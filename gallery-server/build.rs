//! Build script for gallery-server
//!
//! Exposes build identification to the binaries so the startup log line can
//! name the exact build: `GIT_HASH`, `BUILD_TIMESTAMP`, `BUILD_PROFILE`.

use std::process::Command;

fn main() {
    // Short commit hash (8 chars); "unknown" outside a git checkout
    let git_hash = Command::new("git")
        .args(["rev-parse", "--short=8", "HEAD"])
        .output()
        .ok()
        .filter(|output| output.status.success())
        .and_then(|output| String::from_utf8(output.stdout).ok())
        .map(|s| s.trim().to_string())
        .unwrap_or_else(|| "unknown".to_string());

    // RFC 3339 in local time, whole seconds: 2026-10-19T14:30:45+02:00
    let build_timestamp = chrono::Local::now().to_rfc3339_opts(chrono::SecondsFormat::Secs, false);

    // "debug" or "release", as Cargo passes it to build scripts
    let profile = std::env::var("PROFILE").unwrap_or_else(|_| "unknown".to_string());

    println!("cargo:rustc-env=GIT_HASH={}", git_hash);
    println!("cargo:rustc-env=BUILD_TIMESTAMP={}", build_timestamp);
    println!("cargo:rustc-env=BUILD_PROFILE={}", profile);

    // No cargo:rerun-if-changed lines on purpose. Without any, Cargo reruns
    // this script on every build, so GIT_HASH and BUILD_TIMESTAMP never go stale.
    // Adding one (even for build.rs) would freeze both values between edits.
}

--

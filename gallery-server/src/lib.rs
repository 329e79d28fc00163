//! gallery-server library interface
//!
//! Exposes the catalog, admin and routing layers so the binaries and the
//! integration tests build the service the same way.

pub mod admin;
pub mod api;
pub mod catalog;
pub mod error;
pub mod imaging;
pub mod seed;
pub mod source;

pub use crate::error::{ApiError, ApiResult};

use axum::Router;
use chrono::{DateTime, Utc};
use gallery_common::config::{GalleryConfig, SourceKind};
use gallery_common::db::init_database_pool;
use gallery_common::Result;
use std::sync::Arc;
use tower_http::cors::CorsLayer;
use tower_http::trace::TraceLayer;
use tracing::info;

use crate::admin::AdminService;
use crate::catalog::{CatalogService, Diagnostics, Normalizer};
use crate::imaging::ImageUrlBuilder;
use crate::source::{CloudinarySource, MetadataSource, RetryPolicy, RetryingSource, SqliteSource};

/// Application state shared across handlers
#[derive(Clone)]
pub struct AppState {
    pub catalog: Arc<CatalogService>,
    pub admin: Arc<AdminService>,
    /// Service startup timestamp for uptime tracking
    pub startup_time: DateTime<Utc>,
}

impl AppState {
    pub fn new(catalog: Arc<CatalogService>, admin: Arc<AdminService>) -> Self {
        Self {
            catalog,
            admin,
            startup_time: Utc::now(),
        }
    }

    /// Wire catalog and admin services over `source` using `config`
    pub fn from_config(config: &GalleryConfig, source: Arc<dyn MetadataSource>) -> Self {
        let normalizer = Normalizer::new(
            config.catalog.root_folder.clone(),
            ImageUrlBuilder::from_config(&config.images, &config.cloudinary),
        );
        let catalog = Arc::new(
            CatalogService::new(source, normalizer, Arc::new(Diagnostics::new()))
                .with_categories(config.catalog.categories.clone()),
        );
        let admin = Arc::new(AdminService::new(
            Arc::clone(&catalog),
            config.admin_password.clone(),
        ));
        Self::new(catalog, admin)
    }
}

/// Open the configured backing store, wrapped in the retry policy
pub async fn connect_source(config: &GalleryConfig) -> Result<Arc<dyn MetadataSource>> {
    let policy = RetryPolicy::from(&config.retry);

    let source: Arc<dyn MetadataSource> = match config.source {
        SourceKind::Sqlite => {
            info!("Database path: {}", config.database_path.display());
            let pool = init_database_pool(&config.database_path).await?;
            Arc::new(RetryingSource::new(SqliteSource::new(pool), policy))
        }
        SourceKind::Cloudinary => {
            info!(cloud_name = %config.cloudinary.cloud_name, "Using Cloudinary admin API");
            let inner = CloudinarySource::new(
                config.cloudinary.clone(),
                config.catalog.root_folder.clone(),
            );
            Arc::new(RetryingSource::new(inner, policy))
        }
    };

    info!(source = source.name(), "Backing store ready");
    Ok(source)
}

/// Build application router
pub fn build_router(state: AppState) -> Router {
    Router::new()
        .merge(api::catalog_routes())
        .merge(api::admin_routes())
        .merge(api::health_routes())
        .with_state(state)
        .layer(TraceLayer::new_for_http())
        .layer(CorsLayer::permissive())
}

* **Exercise**:
Please give only the number of lines above that contain "SqliteSource".

* **Problem solution**:
2